Damn everyone skip over my HPV comment? #1 STD on college campuses. :slight_smile:

I think this will go down as #1 old guys say save money for later #2 young guys say you have only one life so bang anything not nailed down.

Peace out OP good luck.


I agree with bang everything that's not nailed down, but you don't want to borrow non-dischargable debt to pay for hookers. I'm just sayin'.


Live on campus. Seriously.


Why do neither of your options include getting a job? I only mention this because you say.

"rather own my education and respect my hard-work in earning it. "

Accumulating 40 thousand dollars of debt that you'll pay back by the time you're 45 is not "hard work in earning it". It's just showing up.

Move out, work full time, get your degree and get laid, without much debt.

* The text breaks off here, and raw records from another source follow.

//! Brim IR - shared front-end data types.
//!
//! This crate contains the value types every later stage agrees on:
//! - Spans for source locations
//! - Token kinds (banded) and tokens
//! - Syntax tree nodes produced by the parser
//!
//! Nothing here owns source text. Tokens and nodes address the source
//! buffer by byte offset and are plain values.

/// Compile-time assertion that a type has a specific size.
///
/// Used to prevent accidental size regressions in frequently-copied types.
#[macro_export]
macro_rules! static_assert_size {
    ($ty:ty, $size:expr) => {
        const _: [(); $size] = [(); ::std::mem::size_of::<$ty>()];
    };
}

pub mod ast;
mod span;
mod token;
mod traits;

pub use ast::{
    Declaration, DeclarationKind, Field, FunctionType, GenericArgs, GenericParams, Method,
    ModuleHeader, Ownership, Param, Path, ProtocolType, RecordType, TupleType, TypeExpr, TypeRef,
    UnionType, Variant,
};
pub use span::Span;
pub use token::{Band, Token, TokenKind};
pub use traits::Spanned;
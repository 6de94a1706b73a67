//! Token cursor for navigating the significant token stream.
//!
//! Pulls tokens lazily from the lexer with one token of lookahead and owns
//! the sink that both the lexer and the parser report into.

use brim_diagnostic::{Diagnostic, DiagnosticCode, DiagnosticSink, ExpectedKinds, Phase};
use brim_ir::{Token, TokenKind};
use brim_lexer::{RawLexer, SignificantTokens, SourceText, TokenSource};
use tracing::trace;

use crate::recovery::TokenSet;
use crate::ParseOptions;

pub struct Cursor<'src> {
    tokens: SignificantTokens<RawLexer<'src>>,
    sink: DiagnosticSink,
    current: Token,
    peeked: Option<Token>,
    /// End offset of the most recently consumed token.
    prev_end: u32,
    /// Offset of the last token complaint, for one-per-site suppression.
    last_error: Option<u32>,
}

impl<'src> Cursor<'src> {
    pub fn new(source: &'src SourceText, options: &ParseOptions) -> Self {
        let mut tokens = SignificantTokens::with_policy(RawLexer::new(source), options.trivia);
        let mut sink = options.sink();
        let current = tokens.try_read(&mut sink).token();
        Cursor {
            tokens,
            sink,
            current,
            peeked: None,
            prev_end: 0,
            last_error: None,
        }
    }

    #[inline]
    pub fn current(&self) -> Token {
        self.current
    }

    #[inline]
    pub fn current_kind(&self) -> TokenKind {
        self.current.kind
    }

    /// The token after the current one.
    pub fn peek(&mut self) -> Token {
        if let Some(token) = self.peeked {
            return token;
        }
        let token = self.tokens.try_read(&mut self.sink).token();
        self.peeked = Some(token);
        token
    }

    #[inline]
    pub fn peek_kind(&mut self) -> TokenKind {
        self.peek().kind
    }

    #[inline]
    pub fn check(&self, kind: TokenKind) -> bool {
        self.current.kind == kind
    }

    #[inline]
    pub fn check_set(&self, set: TokenSet) -> bool {
        set.contains(self.current.kind)
    }

    #[inline]
    pub fn is_at_end(&self) -> bool {
        self.current.kind == TokenKind::Eob
    }

    #[inline]
    pub fn prev_end(&self) -> u32 {
        self.prev_end
    }

    /// Consume the current token and return it. At `Eob` this is a no-op
    /// that keeps returning the `Eob` token.
    pub fn advance(&mut self) -> Token {
        let token = self.current;
        if token.kind == TokenKind::Eob {
            return token;
        }
        trace!(pos = token.offset, kind = %token.kind, "advance");
        self.prev_end = token.end();
        self.current = match self.peeked.take() {
            Some(next) => next,
            None => self.tokens.try_read(&mut self.sink).token(),
        };
        token
    }

    /// Consume the current token if it has the given kind.
    pub fn eat(&mut self, kind: TokenKind) -> Option<Token> {
        if self.check(kind) {
            Some(self.advance())
        } else {
            None
        }
    }

    pub fn skip_terminators(&mut self) {
        while self.check(TokenKind::Terminator) {
            self.advance();
        }
    }

    pub fn skip_set(&mut self, set: TokenSet) {
        while self.check_set(set) {
            self.advance();
        }
    }

    /// Report a parse diagnostic.
    ///
    /// Token complaints (`UnexpectedToken`, `MissingToken`) are kept to one
    /// per offset. Structural diagnostics such as a missing header always
    /// go through and do not count toward that limit.
    pub fn report(&mut self, diagnostic: Diagnostic) {
        if !is_token_complaint(diagnostic.code) {
            self.sink.report(diagnostic);
            return;
        }
        if self.last_error == Some(diagnostic.offset) {
            trace!(pos = diagnostic.offset, code = %diagnostic.code, "suppressed");
            return;
        }
        self.last_error = Some(diagnostic.offset);
        self.sink.report(diagnostic);
    }

    /// `UnexpectedToken` at the current token. Silent on `Error` tokens,
    /// which the lexer has already diagnosed.
    pub fn unexpected(&mut self, expected: &[TokenKind]) {
        if self.check(TokenKind::Error) {
            return;
        }
        let diagnostic =
            Diagnostic::at_token(DiagnosticCode::UnexpectedToken, Phase::Parsing, &self.current)
                .with_expected(ExpectedKinds::from_kinds(expected.iter().copied()));
        self.report(diagnostic);
    }

    /// `MissingToken` for `kind`, anchored at the current token.
    pub fn missing(&mut self, kind: TokenKind) {
        let diagnostic =
            Diagnostic::at_token(DiagnosticCode::MissingToken, Phase::Parsing, &self.current)
                .with_expected(ExpectedKinds::one(kind));
        self.report(diagnostic);
    }

    /// Consume `kind` or report it missing without skipping anything.
    pub fn expect(&mut self, kind: TokenKind) -> Option<Token> {
        let token = self.eat(kind);
        if token.is_none() {
            self.missing(kind);
        }
        token
    }

    /// Hand back diagnostics (sorted by offset) and any collected trivia.
    pub fn finish(mut self) -> (Vec<Diagnostic>, Vec<Token>) {
        let trivia = self.tokens.take_trivia();
        (self.sink.into_sorted(), trivia)
    }
}

#[inline]
fn is_token_complaint(code: DiagnosticCode) -> bool {
    matches!(
        code,
        DiagnosticCode::UnexpectedToken | DiagnosticCode::MissingToken
    )
}

#[cfg(test)]
mod tests;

In short, move out so long as you can afford it.



do you know what mechanical engineering means, as far as course load goes? He said he wants good grades and some semblance of a social life. Where are you fitting in 40 hours a week to work?


lol x2, i'm a biology major and hell I find it hard to work 25 hours a week sometimes.


F=MA and you can't push on a rope?


Yeah, if you've got all that stuff out of the way, then freshman and sophomore year are probably going to be awesome living on campus. But I can't even imagine why you would still need to go a full four years if you've got all of those courses out of the way. Why are you still thinking four years with all that done? Those courses were most of my freshman and sophomore year. If you can skip fresh/soph years you're going to save a lot of money.

And I didn't look very hard coming out of school (grad 2005, from Gonzaga in Washington state). A number of my friends went on to engineering jobs at Boeing though, and some other engineering jobs in different companies around the area. I went into construction management instead.